Well, the square tops with the vlam blade i think would be the hot ticket, OR have MT4runner make you a custom set, I absolutely love the ones he made for me... Sweetest oars, and lightest I have ever owned..


----------



## MNichols (Nov 20, 2015)

Sorry, it wasn't supposed to be duplicate images and it won't let me delete one of them....

And all of a sudden, the delete function works LOL


----------



## MT4Runner (Apr 6, 2012)

okieboater said:


> What square top set up would you or any square top veteran recommend for a beat up over the hill oarsman who still gets on a river when he can ?


V-Lam's or dynelites. V-lams are laminated western red cedar core, dynelites are a foam core composite.
But recommending them because they're the lightest. Add a light blade and a counterweight on top and the combo is magic.

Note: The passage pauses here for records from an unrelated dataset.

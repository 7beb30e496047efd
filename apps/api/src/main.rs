mod config;
mod contract;
mod errors;
mod renderer;
mod routes;
mod state;
mod templates;

use std::net::SocketAddr;
use std::sync::Arc;

use anyhow::{Context, Result};
use tower_http::{cors::CorsLayer, trace::TraceLayer};
use tracing::info;
use tracing_subscriber::{layer::SubscriberExt, util::SubscriberInitExt, EnvFilter};

use crate::config::Config;
use crate::routes::build_router;
use crate::state::AppState;
use crate::templates::TemplateStore;

#[tokio::main]
async fn main() -> Result<()> {
    let config = Config::from_env()?;

    // Initialize structured logging
    tracing_subscriber::registry()
        .with(EnvFilter::try_from_default_env().unwrap_or_else(|_| {
            EnvFilter::new(format!("{}={}", env!("CARGO_PKG_NAME"), &config.rust_log))
        }))
        .with(tracing_subscriber::fmt::layer())
        .init();

    info!("Starting Tailor v{}", env!("CARGO_PKG_VERSION"));

    // Templates are loaded exactly once; a packaging mismatch stops startup here.
    let store = TemplateStore::load(config.template_dir.as_deref())
        .context("Failed to load prompt templates")?;
    for template in store.list() {
        info!(
            "Template '{}' v{} ({}) ready",
            template.name(),
            template.version(),
            template.output_contract().as_str()
        );
    }

    let state = AppState {
        store: Arc::new(store),
        config: config.clone(),
    };

    let app = build_router(state)
        .layer(TraceLayer::new_for_http())
        .layer(CorsLayer::permissive()); // TODO: restrict origins once the calling frontend is deployed

    let addr: SocketAddr = format!("0.0.0.0:{}", config.port).parse()?;
    info!("Listening on {addr}");

    let listener = tokio::net::TcpListener::bind(addr).await?;
    axum::serve(listener, app).await?;

    Ok(())
}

Too many people look only at adding a counterweight, but reducing weight in the blades reduces swing weight and does far more than a counterweight alone (because the blade end is a longer lever arm)


----------



## MT4Runner (Apr 6, 2012)

MNichols said:


> Well, the square tops with the vlam blade i think would be the hot ticket, OR have MT4runner make you a custom set, I absolutely love the ones he made for me... Sweetest oars, and lightest I have ever owned..

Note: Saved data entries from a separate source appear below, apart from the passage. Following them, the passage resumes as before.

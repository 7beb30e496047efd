//! Strict JSON contract for `rank_job_fit` replies.

use serde::{Deserialize, Serialize};

use crate::errors::PromptError;
use crate::templates::OutputContract;

pub const MIN_FIT_SCORE: f64 = 0.0;
pub const MAX_FIT_SCORE: f64 = 10.0;

/// The structured verdict a fit-scoring reply must consist of, and nothing else.
#[derive(Debug, Clone, PartialEq, Serialize, Deserialize)]
#[serde(deny_unknown_fields)]
pub struct FitVerdict {
    pub fit_score: f64,
    pub reason: String,
}

/// Parses a model reply as a `FitVerdict`.
///
/// Surrounding whitespace is tolerated. Anything else outside the single JSON
/// object (prose, code fences, trailing text) is a contract violation, as are
/// missing, extra, or duplicate keys and scores outside `[0, 10]`.
pub fn validate_fit_verdict(text: &str) -> Result<FitVerdict, PromptError> {
    let trimmed = text.trim();

    if !trimmed.starts_with('{') {
        return Err(violation(
            "expected a single JSON object with no text before it".to_string(),
        ));
    }

    let verdict: FitVerdict =
        serde_json::from_str(trimmed).map_err(|e| violation(e.to_string()))?;

    if !verdict.fit_score.is_finite()
        || !(MIN_FIT_SCORE..=MAX_FIT_SCORE).contains(&verdict.fit_score)
    {
        return Err(violation(format!(
            "fit_score {} is outside [{MIN_FIT_SCORE}, {MAX_FIT_SCORE}]",
            verdict.fit_score
        )));
    }

    Ok(verdict)
}

fn violation(reason: String) -> PromptError {
    PromptError::ContractViolation {
        contract: OutputContract::StrictJson.as_str(),
        reason,
    }
}

#[cfg(test)]
mod tests {
    use super::*;

    fn reason_of(err: PromptError) -> String {
        match err {
            PromptError::ContractViolation { reason, .. } => reason,
            other => panic!("expected ContractViolation, got {other:?}"),
        }
    }

    #[test]
    fn test_exact_object_satisfies_contract() {
        let verdict = validate_fit_verdict(r#"{"fit_score": 7.5, "reason": "Good match"}"#).unwrap();
        assert_eq!(verdict.fit_score, 7.5);
        assert_eq!(verdict.reason, "Good match");
    }

    #[test]
    fn test_trailing_content_is_violation() {
        let err = validate_fit_verdict(r#"{"fit_score": 7.5, "reason": "Good match"} Thanks!"#)
            .unwrap_err();
        assert!(reason_of(err).contains("trailing"));
    }

    #[test]
    fn test_leading_prose_is_violation() {
        let err = validate_fit_verdict(r#"Here you go: {"fit_score": 7.5, "reason": "ok"}"#)
            .unwrap_err();
        assert!(matches!(err, PromptError::ContractViolation { .. }));
    }

    #[test]
    fn test_code_fenced_reply_is_violation() {
        let text = "```json\n{\"fit_score\": 7.5, \"reason\": \"ok\"}\n```";
        assert!(validate_fit_verdict(text).is_err());
    }

    #[test]
    fn test_surrounding_whitespace_is_tolerated() {
        let text = "\n  {\"fit_score\": 3, \"reason\": \"Junior profile\"}\n";
        let verdict = validate_fit_verdict(text).unwrap();
        assert_eq!(verdict.fit_score, 3.0);
    }

    #[test]
    fn test_extra_key_is_violation() {
        let text = r#"{"fit_score": 7.5, "reason": "ok", "confidence": 0.9}"#;
        assert!(reason_of(validate_fit_verdict(text).unwrap_err()).contains("confidence"));
    }

    #[test]
    fn test_missing_key_is_violation() {
        let err = validate_fit_verdict(r#"{"fit_score": 7.5}"#).unwrap_err();
        assert!(reason_of(err).contains("reason"));
    }

    #[test]
    fn test_duplicate_key_is_violation() {
        let text = r#"{"fit_score": 7.5, "fit_score": 8.0, "reason": "ok"}"#;
        assert!(validate_fit_verdict(text).is_err());
    }

    #[test]
    fn test_score_bounds_are_inclusive() {
        assert!(validate_fit_verdict(r#"{"fit_score": 0, "reason": "none"}"#).is_ok());
        assert!(validate_fit_verdict(r#"{"fit_score": 10.0, "reason": "all"}"#).is_ok());
    }

    #[test]
    fn test_out_of_range_score_is_violation() {
        let err = validate_fit_verdict(r#"{"fit_score": 10.5, "reason": "wow"}"#).unwrap_err();
        assert!(reason_of(err).contains("outside"));
        assert!(validate_fit_verdict(r#"{"fit_score": -1, "reason": "no"}"#).is_err());
    }

    #[test]
    fn test_string_score_is_violation() {
        assert!(validate_fit_verdict(r#"{"fit_score": "7.5", "reason": "ok"}"#).is_err());
    }
}
use std::path::PathBuf;

use anyhow::{Context, Result};

/// Brand voice used when a cover-letter request does not supply one.
pub const DEFAULT_BRAND_VOICE: &str = "Concise, optimistic, systems-builder tone.";

/// Application configuration loaded from environment variables.
/// Every variable is optional; startup fails only on malformed values.
#[derive(Debug, Clone)]
pub struct Config {
    pub port: u16,
    pub rust_log: String,
    /// Directory holding `<template>.md` body overrides. Built-ins are used when unset.
    pub template_dir: Option<PathBuf>,
    pub default_brand_voice: String,
}

impl Config {
    pub fn from_env() -> Result<Self> {
        dotenvy::dotenv().ok(); // load .env if present; ignore if missing

        Ok(Config {
            port: std::env::var("PORT")
                .unwrap_or_else(|_| "8080".to_string())
                .parse::<u16>()
                .context("PORT must be a valid port number")?,
            rust_log: std::env::var("RUST_LOG").unwrap_or_else(|_| "info".to_string()),
            template_dir: optional_env("TEMPLATE_DIR").map(PathBuf::from),
            default_brand_voice: optional_env("DEFAULT_BRAND_VOICE")
                .unwrap_or_else(|| DEFAULT_BRAND_VOICE.to_string()),
        })
    }
}

impl Default for Config {
    fn default() -> Self {
        Config {
            port: 8080,
            rust_log: "info".to_string(),
            template_dir: None,
            default_brand_voice: DEFAULT_BRAND_VOICE.to_string(),
        }
    }
}

/// Reads an env var, treating blank values the same as unset.
fn optional_env(key: &str) -> Option<String> {
    std::env::var(key)
        .ok()
        .map(|v| v.trim().to_string())
        .filter(|v| !v.is_empty())
}
use axum::Json;
use serde_json::{json, Value};

/// GET /health
/// Returns a simple status object with service version.
pub async fn health_handler() -> Json<Value> {
    Json(json!({
        "status": "ok",
        "version": env!("CARGO_PKG_VERSION"),
        "service": "tailor"
    }))
}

thanks buddy. I have fun building them.


----------



## HitMcG (Jun 6, 2018)

MT4Runner, those are some sweet looking sticks. You obviously take a lot of pride in your work.


----------



## MT4Runner (Apr 6, 2012)

Thank you, I have fun working with wood, and even more fun building things I can use on the river!


----------



## GeoRon (Jun 24, 2015)

If you want oars for mostly casual boating that are kind on your shoulders without spending a boat load of money or spending a boat load of time making(and doing periodic maintenance), checkout Sawyer Polecats. Nothing glamorous but they perfectly serve the purpose I describe, i.e. a wood feel that won't break the bank and they have Sawyer grip compatibility relative to internal counterbalancing and aftermarket ergo grips; i.e. Gilman Grips.

I've always strongly discouraged external Cataract counter balance weights. That mass of skull cracking metal is nothing I'd like to have flailing around during heavy water chaos for me or passengers but then again casual boating is a different situation.


----------



## GeoRon (Jun 24, 2015)

jberg421 said:


> Any suggestions for mostly fishing and the occasional whitewater day. I think I’m gonna get 9.5 footers. Just not sure which model. Thanks


Yes, Sawyer Polecats. They are offered as 9.5 footers. Cheap relative to what you are hearing. They are very kind on the shoulders equal in every regard to "wood".

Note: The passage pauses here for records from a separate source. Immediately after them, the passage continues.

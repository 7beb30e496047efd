use std::sync::Arc;

use crate::config::Config;
use crate::templates::TemplateStore;

/// Shared application state injected into all route handlers via Axum extractors.
#[derive(Clone)]
pub struct AppState {
    /// Loaded once at startup, read-only afterwards.
    pub store: Arc<TemplateStore>,
    pub config: Config,
}
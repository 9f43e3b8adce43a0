pub mod data_stores;
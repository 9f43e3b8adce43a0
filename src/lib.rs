use axum::{
    http::{Method, StatusCode},
    response::{IntoResponse, Response},
    routing::{get, post},
    serve::Serve,
    Json, Router,
};

use secrecy::{ExposeSecret, Secret};
use serde::{Deserialize, Serialize};
use sqlx::{postgres::PgPoolOptions, PgPool};
use std::error::Error;
use tokio::signal;
use tower_http::{
    cors::{Any, CorsLayer},
    trace::TraceLayer,
};
use tracing::Level;

use domain::MemberAPIError;
pub mod routes;
use crate::utils::tracing::*;
use routes::{
    add_member, get_all_members, get_employees, get_member_names,
    search_members,
};
pub mod app_state;
pub mod domain;
pub mod services;
use app_state::AppState;
pub mod utils;

#[derive(Serialize, Deserialize)]
pub struct ErrorResponse {
    pub error: String,
}

impl IntoResponse for MemberAPIError {
    fn into_response(self) -> Response {
        let (status, error_message) = match &self {
            MemberAPIError::ValidationError(message) => {
                log_error_chain(&self, Level::DEBUG);
                (StatusCode::BAD_REQUEST, format!("{message}"))
            }
            MemberAPIError::NoMembersFound => {
                log_error_chain(&self, Level::DEBUG);
                (StatusCode::NOT_FOUND, "No members found".to_string())
            }
            MemberAPIError::AddMemberFailed(_) => {
                log_error_chain(&self, Level::ERROR);
                (
                    StatusCode::INTERNAL_SERVER_ERROR,
                    "Failed to add member and installment".to_string(),
                )
            }
            MemberAPIError::UnexpectedError(_) => {
                log_error_chain(&self, Level::ERROR);
                (
                    StatusCode::INTERNAL_SERVER_ERROR,
                    "Unexpected error".to_string(),
                )
            }
        };
        let body = Json(ErrorResponse {
            error: error_message,
        });
        (status, body).into_response()
    }
}

fn log_error_chain(e: &(dyn Error + 'static), level: Level) {
    let report = format_error_chain(e);
    match level {
        Level::ERROR => tracing::error!("{}", report),
        Level::WARN => tracing::warn!("{}", report),
        Level::INFO => tracing::info!("{}", report),
        Level::DEBUG => tracing::debug!("{}", report),
        Level::TRACE => tracing::trace!("{}", report),
    }
}

/// Renders an error followed by each of its sources, outermost first.
fn format_error_chain(e: &(dyn Error + 'static)) -> String {
    std::iter::successors(e.source(), |&cause| cause.source()).fold(
        format!("{e:?}"),
        |report, cause| format!("{report}\nCaused by: {cause:?}"),
    )
}

pub struct Application {
    server: Serve<Router, Router>,
    pub address: String,
}

impl Application {
    pub async fn build(
        app_state: AppState,
        address: &str,
    ) -> Result<Self, Box<dyn Error>> {
        let cors = CorsLayer::new()
            .allow_methods([Method::GET, Method::POST])
            .allow_headers(Any)
            .allow_origin(Any);

        let router = Router::new()
            .route("/employees", get(get_employees))
            .route("/all-members", get(get_all_members))
            .route("/search-members", post(search_members))
            .route("/add-member", post(add_member))
            .route("/all-members-names", get(get_member_names))
            .with_state(app_state)
            .layer(cors)
            .layer(
                TraceLayer::new_for_http()
                    .make_span_with(make_span_with_request_id)
                    .on_request(on_request)
                    .on_response(on_response),
            );

        let listener = tokio::net::TcpListener::bind(address).await?;
        let address = listener.local_addr()?.to_string();
        let server = axum::serve(listener, router);

        Ok(Application { server, address })
    }

    pub async fn run(self) -> Result<(), std::io::Error> {
        tracing::info!("listening on {}", &self.address);
        self.server.with_graceful_shutdown(shutdown_signal()).await
    }
}

async fn shutdown_signal() {
    let ctrl_c = async {
        if let Err(e) = signal::ctrl_c().await {
            tracing::error!("failed to install Ctrl+C handler: {}", e);
            std::future::pending::<()>().await;
        }
    };

    #[cfg(unix)]
    let terminate = async {
        match signal::unix::signal(signal::unix::SignalKind::terminate()) {
            Ok(mut sigterm) => {
                sigterm.recv().await;
            }
            Err(e) => {
                tracing::error!("failed to install SIGTERM handler: {}", e);
                std::future::pending::<()>().await;
            }
        }
    };

    #[cfg(not(unix))]
    let terminate = std::future::pending::<()>();

    tokio::select! {
        _ = ctrl_c => {},
        _ = terminate => {},
    }
}

pub async fn get_postgres_pool(
    url: &Secret<String>,
    max_connections: u32,
) -> Result<PgPool, sqlx::Error> {
    PgPoolOptions::new()
        .max_connections(max_connections)
        .connect(url.expose_secret())
        .await
}
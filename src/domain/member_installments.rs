use std::collections::HashMap;

use chrono::NaiveDate;
use rust_decimal::Decimal;
use serde::{Deserialize, Serialize};

use super::{Member, MemberId};

#[derive(Debug, Clone, PartialEq, Serialize, Deserialize)]
pub struct Installment {
    pub date: NaiveDate,
    pub amount: Decimal,
}

#[derive(Debug, Clone, PartialEq, Serialize, Deserialize)]
pub struct MemberWithInstallments {
    pub member_id: MemberId,
    pub full_name: String,
    pub phone: String,
    pub contribution_amt: Decimal,
    pub installments: Vec<Installment>,
}

impl From<Member> for MemberWithInstallments {
    fn from(member: Member) -> Self {
        Self {
            member_id: member.member_id,
            full_name: member.full_name,
            phone: member.phone,
            contribution_amt: member.contribution_amt,
            installments: Vec::new(),
        }
    }
}

/// One row of `members LEFT JOIN member_installments`. The installment
/// columns are null for members without installments.
#[derive(Debug, Clone, PartialEq, sqlx::FromRow)]
pub struct MemberInstallmentRow {
    pub member_id: MemberId,
    pub full_name: String,
    pub phone: String,
    pub contribution_amt: Decimal,
    pub installment_date: Option<NaiveDate>,
    pub installment_amt: Option<Decimal>,
}

impl MemberInstallmentRow {
    fn installment(&self) -> Option<Installment> {
        match (self.installment_date, self.installment_amt) {
            (Some(date), Some(amount)) => Some(Installment { date, amount }),
            _ => None,
        }
    }
}

/// Folds flat join rows into one entry per member in a single pass.
///
/// Members are emitted in the order they are first seen and each member's
/// installments keep the order of the rows, so input sorted by
/// `(member_id, installment_date)` yields chronological installments.
/// Rows with a null date or amount only contribute the member itself.
pub fn group_member_installments<I>(rows: I) -> Vec<MemberWithInstallments>
where
    I: IntoIterator<Item = MemberInstallmentRow>,
{
    let mut members: Vec<MemberWithInstallments> = Vec::new();
    let mut positions: HashMap<MemberId, usize> = HashMap::new();

    for row in rows {
        let installment = row.installment();
        let position = *positions.entry(row.member_id).or_insert_with(|| {
            members.push(MemberWithInstallments::from(Member {
                member_id: row.member_id,
                full_name: row.full_name,
                phone: row.phone,
                contribution_amt: row.contribution_amt,
            }));
            members.len() - 1
        });

        if let Some(installment) = installment {
            members[position].installments.push(installment);
        }
    }

    members
}
use axum::{extract::Query, extract::State, http::StatusCode, Json};
use color_eyre::eyre::eyre;
use serde::Deserialize;

use crate::{
    domain::{
        group_member_installments, MemberAPIError, MemberId,
        MemberWithInstallments,
    },
    AppState,
};

#[derive(Deserialize)]
pub struct AllMembersQueryParams {
    member_id: Option<String>,
}

#[tracing::instrument(name = "Get all members route handler", skip_all)]
pub async fn get_all_members(
    State(state): State<AppState>,
    query_params: Query<AllMembersQueryParams>,
) -> Result<(StatusCode, Json<Vec<MemberWithInstallments>>), MemberAPIError> {
    let member_id = query_params
        .member_id
        .as_deref()
        .filter(|id| !id.trim().is_empty())
        .map(MemberId::parse)
        .transpose()?;
    tracing::debug!("member_id: {:?}", member_id);

    let rows = state
        .member_store
        .get_member_installment_rows(member_id.as_ref())
        .await
        .map_err(|e| MemberAPIError::UnexpectedError(eyre!(e)))?;

    Ok((StatusCode::OK, Json(group_member_installments(rows))))
}
use color_eyre::eyre::eyre;
use serde_json::Value;
use sqlx::PgPool;

use crate::domain::{EmployeeStore, EmployeeStoreError};

pub struct PostgresEmployeeStore {
    pool: PgPool,
}

impl PostgresEmployeeStore {
    pub fn new(pool: PgPool) -> Self {
        Self { pool }
    }
}

#[async_trait::async_trait]
impl EmployeeStore for PostgresEmployeeStore {
    // Rows are passed through whole, whatever columns the table has.
    #[tracing::instrument(name = "Getting employees from PostgreSQL", skip_all)]
    async fn get_employees(&self) -> Result<Vec<Value>, EmployeeStoreError> {
        sqlx::query_scalar::<_, Value>(
            r#"
                SELECT to_jsonb(employees) FROM employees
            "#,
        )
        .fetch_all(&self.pool)
        .await
        .map_err(|e| EmployeeStoreError::UnexpectedError(eyre!(e)))
    }
}
use color_eyre::eyre::Report;
use thiserror::Error;

#[derive(Debug, Error)]
pub enum MemberAPIError {
    #[error("Failed to add member and installment")]
    AddMemberFailed(#[source] Report),
    #[error("No members found")]
    NoMembersFound,
    #[error("Unexpected error")]
    UnexpectedError(#[source] Report),
    #[error("Validation error")]
    ValidationError(#[from] ValidationError),
}

#[derive(Debug, Error)]
#[error("Validation error: {0}")]
pub struct ValidationError(String);

impl ValidationError {
    pub fn new(message: String) -> Self {
        Self(message)
    }

    pub fn as_ref(&self) -> &String {
        &self.0
    }
}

The feedback you are getting is ego related. I wished I had the money or skill/time to be egotistic about my purchase or construction of oars. What you are seeing is artwork that frankly I'd pay happily for. Beautiful!!!

For less money, go with Polecats, 9.5 with upgraded Gilman counter balanced grips. All these guys will say "logical" affordable option.


----------



## screamingeagle (Jun 14, 2011)

jberg421 said:


> Does anyone know if the counterbalanced sgg shafts from Cataract get you the same counterbalance as the handles would? Looking at 10’ shafts and noticed the un weighted shafts to be less expensive? Thanks all


I think that the internal handles are the same weight as the eternal ones. But if you look at the cost difference it's way cheaper to get the built in ones if it's something you know that you want. It's also worth noting that Cataract did have a large issue with their handles falling off about a year or so ago. I know of a number of folks that had their handles just fall off while rowing thru a rapid, which is honestly just amazing to me that they could be that bad and a serious threat to safety! So, if you are looking at Cataract you might want to make sure they have solved that issue. I agree with buy once cry once. Squaretops are amazing and worth the money, just try and get them from a local dealer so you don't have to pay the shipping costs which can be crazy!


----------



## jberg421 (Jul 19, 2020)

cool, I think I’ve been convinced to go full fan boy and get some square tops or some customs from _MT4Runner_


----------



## MNichols (Nov 20, 2015)

How about square tops from MT4Runner?!! The bookmatched overlay he does is unequaled in beauty! Especially if you don't go the epoxy coated route and use boat soup, or LMTV, I like the warm look it gives the wood, a lot...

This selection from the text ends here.